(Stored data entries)
↓

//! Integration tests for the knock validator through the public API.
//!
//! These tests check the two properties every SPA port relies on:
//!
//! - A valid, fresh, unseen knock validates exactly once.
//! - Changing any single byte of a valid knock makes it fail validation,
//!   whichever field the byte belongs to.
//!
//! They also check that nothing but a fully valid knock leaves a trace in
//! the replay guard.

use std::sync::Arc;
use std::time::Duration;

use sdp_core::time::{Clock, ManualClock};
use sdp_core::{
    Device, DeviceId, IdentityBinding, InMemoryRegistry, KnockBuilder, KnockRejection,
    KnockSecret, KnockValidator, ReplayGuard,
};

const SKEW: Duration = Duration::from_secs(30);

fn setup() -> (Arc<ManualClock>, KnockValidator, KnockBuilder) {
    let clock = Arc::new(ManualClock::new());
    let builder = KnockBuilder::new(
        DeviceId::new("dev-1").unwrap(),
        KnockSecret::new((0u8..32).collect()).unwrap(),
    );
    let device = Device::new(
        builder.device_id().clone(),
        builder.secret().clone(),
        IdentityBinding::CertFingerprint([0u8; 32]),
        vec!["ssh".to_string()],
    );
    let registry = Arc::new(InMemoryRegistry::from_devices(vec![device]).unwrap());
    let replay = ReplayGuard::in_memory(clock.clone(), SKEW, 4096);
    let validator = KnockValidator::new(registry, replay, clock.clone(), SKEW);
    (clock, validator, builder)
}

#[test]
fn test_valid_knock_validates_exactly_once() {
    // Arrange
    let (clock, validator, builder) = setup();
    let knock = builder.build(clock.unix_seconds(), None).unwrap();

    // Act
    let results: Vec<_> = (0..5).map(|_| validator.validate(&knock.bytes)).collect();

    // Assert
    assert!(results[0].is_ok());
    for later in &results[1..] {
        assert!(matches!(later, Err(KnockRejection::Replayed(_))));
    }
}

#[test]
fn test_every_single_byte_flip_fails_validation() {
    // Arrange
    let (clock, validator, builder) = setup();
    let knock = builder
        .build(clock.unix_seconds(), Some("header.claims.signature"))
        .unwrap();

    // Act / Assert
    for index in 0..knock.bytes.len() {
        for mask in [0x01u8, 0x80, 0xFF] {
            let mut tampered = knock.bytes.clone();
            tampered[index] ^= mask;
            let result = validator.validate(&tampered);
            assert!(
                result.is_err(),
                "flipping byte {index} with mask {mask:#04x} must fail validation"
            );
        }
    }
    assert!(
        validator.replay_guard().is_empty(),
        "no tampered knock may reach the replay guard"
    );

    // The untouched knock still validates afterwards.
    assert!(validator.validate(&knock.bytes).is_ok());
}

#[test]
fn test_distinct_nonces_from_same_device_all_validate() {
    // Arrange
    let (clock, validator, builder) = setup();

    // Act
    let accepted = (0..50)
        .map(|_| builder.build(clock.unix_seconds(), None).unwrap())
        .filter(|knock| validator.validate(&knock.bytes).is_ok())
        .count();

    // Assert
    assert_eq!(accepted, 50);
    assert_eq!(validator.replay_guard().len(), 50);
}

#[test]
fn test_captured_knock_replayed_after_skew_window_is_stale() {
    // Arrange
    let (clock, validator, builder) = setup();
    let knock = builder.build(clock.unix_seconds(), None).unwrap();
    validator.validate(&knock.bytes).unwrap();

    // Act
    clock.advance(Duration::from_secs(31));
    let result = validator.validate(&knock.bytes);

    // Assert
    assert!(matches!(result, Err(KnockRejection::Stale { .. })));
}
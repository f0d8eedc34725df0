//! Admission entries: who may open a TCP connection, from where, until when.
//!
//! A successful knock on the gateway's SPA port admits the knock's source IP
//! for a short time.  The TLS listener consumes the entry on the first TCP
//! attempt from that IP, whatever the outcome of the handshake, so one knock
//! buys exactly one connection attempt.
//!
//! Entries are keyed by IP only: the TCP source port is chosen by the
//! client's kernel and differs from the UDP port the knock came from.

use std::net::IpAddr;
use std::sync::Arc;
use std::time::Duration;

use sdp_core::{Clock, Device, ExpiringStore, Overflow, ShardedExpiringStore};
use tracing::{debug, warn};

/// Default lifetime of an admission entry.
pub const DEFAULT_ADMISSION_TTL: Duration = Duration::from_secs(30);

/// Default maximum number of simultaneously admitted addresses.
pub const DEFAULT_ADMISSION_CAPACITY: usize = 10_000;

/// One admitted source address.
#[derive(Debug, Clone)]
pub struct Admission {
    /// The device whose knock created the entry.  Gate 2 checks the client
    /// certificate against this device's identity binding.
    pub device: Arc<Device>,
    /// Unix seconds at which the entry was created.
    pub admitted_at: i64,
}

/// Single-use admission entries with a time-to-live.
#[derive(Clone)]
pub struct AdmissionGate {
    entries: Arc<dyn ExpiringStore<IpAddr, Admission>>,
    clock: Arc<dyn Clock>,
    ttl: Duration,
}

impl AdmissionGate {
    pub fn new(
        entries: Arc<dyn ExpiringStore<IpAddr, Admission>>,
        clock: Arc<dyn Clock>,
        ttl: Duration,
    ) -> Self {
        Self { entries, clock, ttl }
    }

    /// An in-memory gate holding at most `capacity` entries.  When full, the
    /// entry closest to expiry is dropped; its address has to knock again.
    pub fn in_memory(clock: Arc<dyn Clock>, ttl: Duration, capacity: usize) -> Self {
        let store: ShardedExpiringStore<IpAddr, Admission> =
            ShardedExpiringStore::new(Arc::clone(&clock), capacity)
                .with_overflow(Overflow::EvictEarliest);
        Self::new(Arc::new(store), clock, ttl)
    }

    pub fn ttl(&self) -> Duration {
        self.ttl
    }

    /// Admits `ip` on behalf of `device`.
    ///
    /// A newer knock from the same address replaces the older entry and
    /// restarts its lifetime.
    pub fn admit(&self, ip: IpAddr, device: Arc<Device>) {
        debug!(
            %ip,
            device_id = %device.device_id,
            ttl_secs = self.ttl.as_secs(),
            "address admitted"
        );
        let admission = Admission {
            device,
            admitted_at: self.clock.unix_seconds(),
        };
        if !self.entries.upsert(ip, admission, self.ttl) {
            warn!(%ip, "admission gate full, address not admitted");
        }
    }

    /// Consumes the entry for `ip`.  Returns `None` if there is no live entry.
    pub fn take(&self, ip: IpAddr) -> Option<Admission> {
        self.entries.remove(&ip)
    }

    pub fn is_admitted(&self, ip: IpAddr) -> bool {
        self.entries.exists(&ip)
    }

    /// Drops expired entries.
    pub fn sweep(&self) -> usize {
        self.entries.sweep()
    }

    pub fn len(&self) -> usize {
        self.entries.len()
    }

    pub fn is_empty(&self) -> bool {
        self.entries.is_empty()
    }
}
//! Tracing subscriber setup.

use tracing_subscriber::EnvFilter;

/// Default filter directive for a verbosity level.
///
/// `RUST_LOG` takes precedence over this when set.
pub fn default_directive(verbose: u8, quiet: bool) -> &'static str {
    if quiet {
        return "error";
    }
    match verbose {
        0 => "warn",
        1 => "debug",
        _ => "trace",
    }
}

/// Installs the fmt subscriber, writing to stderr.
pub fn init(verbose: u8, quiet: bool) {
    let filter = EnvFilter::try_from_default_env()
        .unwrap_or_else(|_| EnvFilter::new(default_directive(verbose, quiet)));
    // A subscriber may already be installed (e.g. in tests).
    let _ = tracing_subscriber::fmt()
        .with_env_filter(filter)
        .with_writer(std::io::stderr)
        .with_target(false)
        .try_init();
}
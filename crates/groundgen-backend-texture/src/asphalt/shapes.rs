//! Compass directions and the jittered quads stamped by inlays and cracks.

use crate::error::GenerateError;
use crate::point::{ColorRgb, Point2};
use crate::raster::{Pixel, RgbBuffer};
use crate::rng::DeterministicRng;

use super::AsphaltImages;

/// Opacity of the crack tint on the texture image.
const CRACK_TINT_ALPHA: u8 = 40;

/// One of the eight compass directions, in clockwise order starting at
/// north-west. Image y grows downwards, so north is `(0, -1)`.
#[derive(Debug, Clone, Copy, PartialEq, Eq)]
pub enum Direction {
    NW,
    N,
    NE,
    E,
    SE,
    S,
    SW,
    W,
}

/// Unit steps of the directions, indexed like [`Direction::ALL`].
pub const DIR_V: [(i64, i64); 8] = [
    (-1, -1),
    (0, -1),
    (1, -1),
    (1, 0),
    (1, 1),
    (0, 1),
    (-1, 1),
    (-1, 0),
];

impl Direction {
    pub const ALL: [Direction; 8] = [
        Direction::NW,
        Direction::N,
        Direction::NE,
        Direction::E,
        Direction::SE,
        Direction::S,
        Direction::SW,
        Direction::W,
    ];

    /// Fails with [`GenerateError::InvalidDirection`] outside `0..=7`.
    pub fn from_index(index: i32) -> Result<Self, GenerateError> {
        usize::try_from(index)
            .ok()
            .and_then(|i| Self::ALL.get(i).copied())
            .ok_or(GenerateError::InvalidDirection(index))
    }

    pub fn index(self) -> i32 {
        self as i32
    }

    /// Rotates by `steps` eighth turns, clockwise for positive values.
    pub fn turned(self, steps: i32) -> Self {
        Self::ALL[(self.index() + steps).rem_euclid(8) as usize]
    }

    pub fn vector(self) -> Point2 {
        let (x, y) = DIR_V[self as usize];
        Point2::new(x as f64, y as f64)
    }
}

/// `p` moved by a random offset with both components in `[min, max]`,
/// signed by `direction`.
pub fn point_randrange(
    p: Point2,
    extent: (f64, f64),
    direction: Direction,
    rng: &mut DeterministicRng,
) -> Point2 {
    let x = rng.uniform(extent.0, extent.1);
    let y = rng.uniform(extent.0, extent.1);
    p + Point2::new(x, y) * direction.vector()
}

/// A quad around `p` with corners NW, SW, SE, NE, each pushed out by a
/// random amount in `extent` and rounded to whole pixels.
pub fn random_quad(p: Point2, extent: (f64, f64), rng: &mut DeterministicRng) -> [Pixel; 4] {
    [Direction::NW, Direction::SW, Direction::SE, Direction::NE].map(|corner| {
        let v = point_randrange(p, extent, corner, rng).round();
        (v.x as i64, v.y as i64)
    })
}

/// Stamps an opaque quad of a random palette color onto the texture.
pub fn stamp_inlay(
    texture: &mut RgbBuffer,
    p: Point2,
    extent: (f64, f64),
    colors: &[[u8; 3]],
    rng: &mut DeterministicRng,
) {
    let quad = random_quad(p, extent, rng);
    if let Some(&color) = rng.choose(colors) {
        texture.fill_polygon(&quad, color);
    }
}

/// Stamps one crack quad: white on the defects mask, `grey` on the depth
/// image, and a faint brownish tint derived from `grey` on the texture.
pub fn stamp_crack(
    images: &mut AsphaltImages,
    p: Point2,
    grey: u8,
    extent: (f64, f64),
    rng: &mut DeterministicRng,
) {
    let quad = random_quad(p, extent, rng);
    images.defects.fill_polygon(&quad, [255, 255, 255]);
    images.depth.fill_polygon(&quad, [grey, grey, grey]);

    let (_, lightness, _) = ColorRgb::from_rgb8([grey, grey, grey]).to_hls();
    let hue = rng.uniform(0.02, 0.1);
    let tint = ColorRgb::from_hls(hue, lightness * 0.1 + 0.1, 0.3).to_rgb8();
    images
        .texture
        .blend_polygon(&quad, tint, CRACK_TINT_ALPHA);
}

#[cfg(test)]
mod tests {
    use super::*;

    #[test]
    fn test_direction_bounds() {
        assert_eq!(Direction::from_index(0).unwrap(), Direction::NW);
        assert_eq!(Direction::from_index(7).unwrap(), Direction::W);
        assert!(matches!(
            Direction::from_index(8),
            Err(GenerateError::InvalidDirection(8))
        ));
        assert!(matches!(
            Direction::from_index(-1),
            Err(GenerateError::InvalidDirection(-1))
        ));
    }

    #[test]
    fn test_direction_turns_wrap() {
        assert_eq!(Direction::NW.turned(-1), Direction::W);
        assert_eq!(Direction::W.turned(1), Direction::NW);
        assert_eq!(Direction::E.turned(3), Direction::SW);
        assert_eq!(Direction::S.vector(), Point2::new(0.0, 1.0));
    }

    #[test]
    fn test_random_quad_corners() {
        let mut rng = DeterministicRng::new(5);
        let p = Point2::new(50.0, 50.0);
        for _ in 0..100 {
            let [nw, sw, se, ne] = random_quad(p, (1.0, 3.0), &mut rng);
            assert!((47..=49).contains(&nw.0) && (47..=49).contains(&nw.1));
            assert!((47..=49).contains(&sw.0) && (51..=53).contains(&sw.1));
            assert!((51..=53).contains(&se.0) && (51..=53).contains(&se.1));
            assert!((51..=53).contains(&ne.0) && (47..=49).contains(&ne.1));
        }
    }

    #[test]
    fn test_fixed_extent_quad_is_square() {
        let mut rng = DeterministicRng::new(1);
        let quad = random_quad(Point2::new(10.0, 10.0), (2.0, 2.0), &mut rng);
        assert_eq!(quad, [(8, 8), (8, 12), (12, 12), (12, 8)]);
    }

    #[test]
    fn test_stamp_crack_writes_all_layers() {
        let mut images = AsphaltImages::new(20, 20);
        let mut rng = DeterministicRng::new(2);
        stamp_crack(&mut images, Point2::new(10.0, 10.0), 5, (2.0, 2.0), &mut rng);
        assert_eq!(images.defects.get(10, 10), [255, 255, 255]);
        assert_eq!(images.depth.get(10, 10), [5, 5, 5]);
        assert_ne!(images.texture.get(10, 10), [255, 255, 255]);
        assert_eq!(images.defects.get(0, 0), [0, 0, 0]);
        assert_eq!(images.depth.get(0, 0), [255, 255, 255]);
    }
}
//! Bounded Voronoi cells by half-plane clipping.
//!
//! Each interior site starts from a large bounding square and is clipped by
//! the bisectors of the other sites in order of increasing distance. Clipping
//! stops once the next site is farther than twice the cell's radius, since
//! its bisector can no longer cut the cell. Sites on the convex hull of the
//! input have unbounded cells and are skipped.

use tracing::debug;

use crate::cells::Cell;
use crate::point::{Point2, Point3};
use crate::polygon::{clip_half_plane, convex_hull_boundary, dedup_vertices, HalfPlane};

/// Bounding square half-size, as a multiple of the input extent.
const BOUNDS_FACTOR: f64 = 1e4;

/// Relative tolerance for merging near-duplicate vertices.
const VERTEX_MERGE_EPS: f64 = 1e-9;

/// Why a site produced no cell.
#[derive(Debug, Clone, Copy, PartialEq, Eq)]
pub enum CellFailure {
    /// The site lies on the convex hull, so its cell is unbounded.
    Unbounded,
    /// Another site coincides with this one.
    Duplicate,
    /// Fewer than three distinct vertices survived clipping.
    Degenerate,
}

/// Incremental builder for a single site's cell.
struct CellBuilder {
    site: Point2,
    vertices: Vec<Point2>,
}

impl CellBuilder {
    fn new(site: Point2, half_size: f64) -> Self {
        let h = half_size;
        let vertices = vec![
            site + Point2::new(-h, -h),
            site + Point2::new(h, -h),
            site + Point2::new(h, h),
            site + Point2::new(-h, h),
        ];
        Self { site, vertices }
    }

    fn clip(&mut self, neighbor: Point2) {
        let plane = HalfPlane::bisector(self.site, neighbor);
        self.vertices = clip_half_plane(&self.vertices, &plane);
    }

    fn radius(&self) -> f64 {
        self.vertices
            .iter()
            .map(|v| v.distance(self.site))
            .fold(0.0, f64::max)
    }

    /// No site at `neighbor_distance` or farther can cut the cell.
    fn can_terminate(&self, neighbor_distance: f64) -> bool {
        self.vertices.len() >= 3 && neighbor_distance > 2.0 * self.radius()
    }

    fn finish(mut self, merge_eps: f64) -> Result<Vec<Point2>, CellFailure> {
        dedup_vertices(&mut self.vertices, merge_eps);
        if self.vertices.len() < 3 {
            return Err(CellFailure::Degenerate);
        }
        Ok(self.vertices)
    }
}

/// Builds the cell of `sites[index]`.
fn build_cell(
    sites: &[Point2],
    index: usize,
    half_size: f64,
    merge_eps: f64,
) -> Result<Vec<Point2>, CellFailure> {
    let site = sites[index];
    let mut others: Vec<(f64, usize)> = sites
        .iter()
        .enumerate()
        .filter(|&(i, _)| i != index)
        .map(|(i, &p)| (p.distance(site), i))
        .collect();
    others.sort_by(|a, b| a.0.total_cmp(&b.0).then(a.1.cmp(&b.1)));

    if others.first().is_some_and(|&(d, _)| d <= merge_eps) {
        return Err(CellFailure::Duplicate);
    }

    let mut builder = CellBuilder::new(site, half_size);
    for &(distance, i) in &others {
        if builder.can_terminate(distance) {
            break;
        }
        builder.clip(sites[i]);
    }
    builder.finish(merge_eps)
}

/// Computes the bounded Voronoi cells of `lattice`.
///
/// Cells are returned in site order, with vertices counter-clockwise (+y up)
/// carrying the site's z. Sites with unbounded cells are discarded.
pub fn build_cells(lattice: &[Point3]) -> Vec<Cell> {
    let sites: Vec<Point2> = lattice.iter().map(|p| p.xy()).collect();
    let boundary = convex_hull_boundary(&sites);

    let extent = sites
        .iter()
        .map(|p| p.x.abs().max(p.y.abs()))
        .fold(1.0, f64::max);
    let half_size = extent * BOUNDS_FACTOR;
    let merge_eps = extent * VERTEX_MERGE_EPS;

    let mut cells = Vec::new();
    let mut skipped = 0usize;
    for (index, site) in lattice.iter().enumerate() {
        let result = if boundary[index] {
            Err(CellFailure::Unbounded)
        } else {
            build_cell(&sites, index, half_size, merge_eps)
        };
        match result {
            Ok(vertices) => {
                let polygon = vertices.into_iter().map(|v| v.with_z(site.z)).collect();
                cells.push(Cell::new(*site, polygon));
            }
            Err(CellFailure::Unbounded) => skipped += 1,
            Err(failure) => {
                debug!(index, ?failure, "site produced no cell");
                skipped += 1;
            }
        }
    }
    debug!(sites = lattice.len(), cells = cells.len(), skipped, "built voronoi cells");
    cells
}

↑

_Exercise description:_ Taking the entries above, print exactly the lines starting at the line with "i != index)" and ending at the line with "for &(distance, i)", both included.

_Answer section:_
        .filter(|&(i, _)| i != index)
        .map(|(i, &p)| (p.distance(site), i))
        .collect();
    others.sort_by(|a, b| a.0.total_cmp(&b.0).then(a.1.cmp(&b.1)));

    if others.first().is_some_and(|&(d, _)| d <= merge_eps) {
        return Err(CellFailure::Duplicate);
    }

    let mut builder = CellBuilder::new(site, half_size);
    for &(distance, i) in &others {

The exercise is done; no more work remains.